• [EXCERPTED DATA]:
_ _ _

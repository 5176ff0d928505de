//! Time formatting helpers.

/// Format seconds as `MM:SS`.
///
/// Minutes are not rolled over into hours, so an hour reads `60:00`.
/// Negative and non-finite input formats as `00:00`.
#[must_use]
#[allow(clippy::cast_possible_truncation, clippy::cast_sign_loss)]
pub fn time_string(seconds: f64) -> String {
    let total = if seconds.is_finite() && seconds > 0.0 {
        seconds.floor() as u64
    } else {
        0
    };
    let minutes = total / 60;
    let seconds = total % 60;
    format!("{minutes:02}:{seconds:02}")
}

/// Format seconds as a human-readable string.
#[must_use]
#[allow(clippy::cast_possible_truncation, clippy::cast_sign_loss)]
pub fn format_duration(seconds: f64) -> String {
    let total_seconds = if seconds.is_finite() && seconds > 0.0 {
        seconds.floor() as u64
    } else {
        0
    };
    let total_minutes = total_seconds / 60;

    if total_minutes < 1 {
        return format!(
            "{} second{}",
            total_seconds,
            if total_seconds == 1 { "" } else { "s" }
        );
    }

    let hours = total_minutes / 60;
    let minutes = total_minutes % 60;

    if hours > 0 {
        if minutes > 0 {
            format!(
                "{} hour{}, {} minute{}",
                hours,
                if hours == 1 { "" } else { "s" },
                minutes,
                if minutes == 1 { "" } else { "s" }
            )
        } else {
            format!("{} hour{}", hours, if hours == 1 { "" } else { "s" })
        }
    } else {
        format!("{} minute{}", minutes, if minutes == 1 { "" } else { "s" })
    }
}

/// Render a progress bar.
#[must_use]
#[allow(
    clippy::cast_possible_truncation,
    clippy::cast_sign_loss,
    clippy::cast_precision_loss
)]
pub fn render_progress_bar(progress: f64, width: usize) -> String {
    let progress = if progress.is_finite() {
        progress.clamp(0.0, 1.0)
    } else {
        0.0
    };
    let filled = (progress * width as f64) as usize;
    let empty = width.saturating_sub(filled);

    format!("[{}{}]", "█".repeat(filled), "░".repeat(empty))
}

#[cfg(test)]
mod tests {
    use super::*;

    #[test]
    fn test_time_string() {
        assert_eq!(time_string(150.0), "02:30");
        assert_eq!(time_string(3600.0), "60:00");
        assert_eq!(time_string(0.0), "00:00");
        assert_eq!(time_string(59.0), "00:59");
        assert_eq!(time_string(1500.0), "25:00");
    }

    #[test]
    fn test_time_string_floors_fractions() {
        assert_eq!(time_string(59.99), "00:59");
        assert_eq!(time_string(1499.4), "24:59");
    }

    #[test]
    fn test_time_string_large_and_invalid() {
        assert_eq!(time_string(6000.0), "100:00");
        assert_eq!(time_string(-5.0), "00:00");
        assert_eq!(time_string(f64::NAN), "00:00");
    }

    #[test]
    fn test_format_duration() {
        assert_eq!(format_duration(1500.0), "25 minutes");
        assert_eq!(format_duration(60.0), "1 minute");
        assert_eq!(format_duration(7200.0), "2 hours");
        assert_eq!(format_duration(5400.0), "1 hour, 30 minutes");
        assert_eq!(format_duration(45.0), "45 seconds");
        assert_eq!(format_duration(1.0), "1 second");
    }

    #[test]
    fn test_render_progress_bar() {
        let bar = render_progress_bar(0.5, 10);
        assert!(bar.contains("█████"));
        assert!(bar.contains("░░░░░"));
        assert_eq!(render_progress_bar(2.0, 4), "[████]");
    }
}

_ _ _

• [YOUR INSTRUCTIONS]:
Return each entry exactly. Leave none out.

• [EXERCISE ANSWER]:
repository 5176ff0d928505de
//! Time formatting helpers.

/// Format seconds as `MM:SS`.
///
/// Minutes are not rolled over into hours, so an hour reads `60:00`.
/// Negative and non-finite input formats as `00:00`.
#[must_use]
#[allow(clippy::cast_possible_truncation, clippy::cast_sign_loss)]
pub fn time_string(seconds: f64) -> String {
    let total = if seconds.is_finite() && seconds > 0.0 {
        seconds.floor() as u64
    } else {
        0
    };
    let minutes = total / 60;
    let seconds = total % 60;
    format!("{minutes:02}:{seconds:02}")
}

/// Format seconds as a human-readable string.
#[must_use]
#[allow(clippy::cast_possible_truncation, clippy::cast_sign_loss)]
pub fn format_duration(seconds: f64) -> String {
    let total_seconds = if seconds.is_finite() && seconds > 0.0 {
        seconds.floor() as u64
    } else {
        0
    };
    let total_minutes = total_seconds / 60;

    if total_minutes < 1 {
        return format!(
            "{} second{}",
            total_seconds,
            if total_seconds == 1 { "" } else { "s" }
        );
    }

    let hours = total_minutes / 60;
    let minutes = total_minutes % 60;

    if hours > 0 {
        if minutes > 0 {
            format!(
                "{} hour{}, {} minute{}",
                hours,
                if hours == 1 { "" } else { "s" },
                minutes,
                if minutes == 1 { "" } else { "s" }
            )
        } else {
            format!("{} hour{}", hours, if hours == 1 { "" } else { "s" })
        }
    } else {
        format!("{} minute{}", minutes, if minutes == 1 { "" } else { "s" })
    }
}

/// Render a progress bar.
#[must_use]
#[allow(
    clippy::cast_possible_truncation,
    clippy::cast_sign_loss,
    clippy::cast_precision_loss
)]
pub fn render_progress_bar(progress: f64, width: usize) -> String {
    let progress = if progress.is_finite() {
        progress.clamp(0.0, 1.0)
    } else {
        0.0
    };
    let filled = (progress * width as f64) as usize;
    let empty = width.saturating_sub(filled);

    format!("[{}{}]", "█".repeat(filled), "░".repeat(empty))
}

#[cfg(test)]
mod tests {
    use super::*;

    #[test]
    fn test_time_string() {
        assert_eq!(time_string(150.0), "02:30");
        assert_eq!(time_string(3600.0), "60:00");
        assert_eq!(time_string(0.0), "00:00");
        assert_eq!(time_string(59.0), "00:59");
        assert_eq!(time_string(1500.0), "25:00");
    }

    #[test]
    fn test_time_string_floors_fractions() {
        assert_eq!(time_string(59.99), "00:59");
        assert_eq!(time_string(1499.4), "24:59");
    }

    #[test]
    fn test_time_string_large_and_invalid() {
        assert_eq!(time_string(6000.0), "100:00");
        assert_eq!(time_string(-5.0), "00:00");
        assert_eq!(time_string(f64::NAN), "00:00");
    }

    #[test]
    fn test_format_duration() {
        assert_eq!(format_duration(1500.0), "25 minutes");
        assert_eq!(format_duration(60.0), "1 minute");
        assert_eq!(format_duration(7200.0), "2 hours");
        assert_eq!(format_duration(5400.0), "1 hour, 30 minutes");
        assert_eq!(format_duration(45.0), "45 seconds");
        assert_eq!(format_duration(1.0), "1 second");
    }

    #[test]
    fn test_render_progress_bar() {
        let bar = render_progress_bar(0.5, 10);
        assert!(bar.contains("█████"));
        assert!(bar.contains("░░░░░"));
        assert_eq!(render_progress_bar(2.0, 4), "[████]");
    }
}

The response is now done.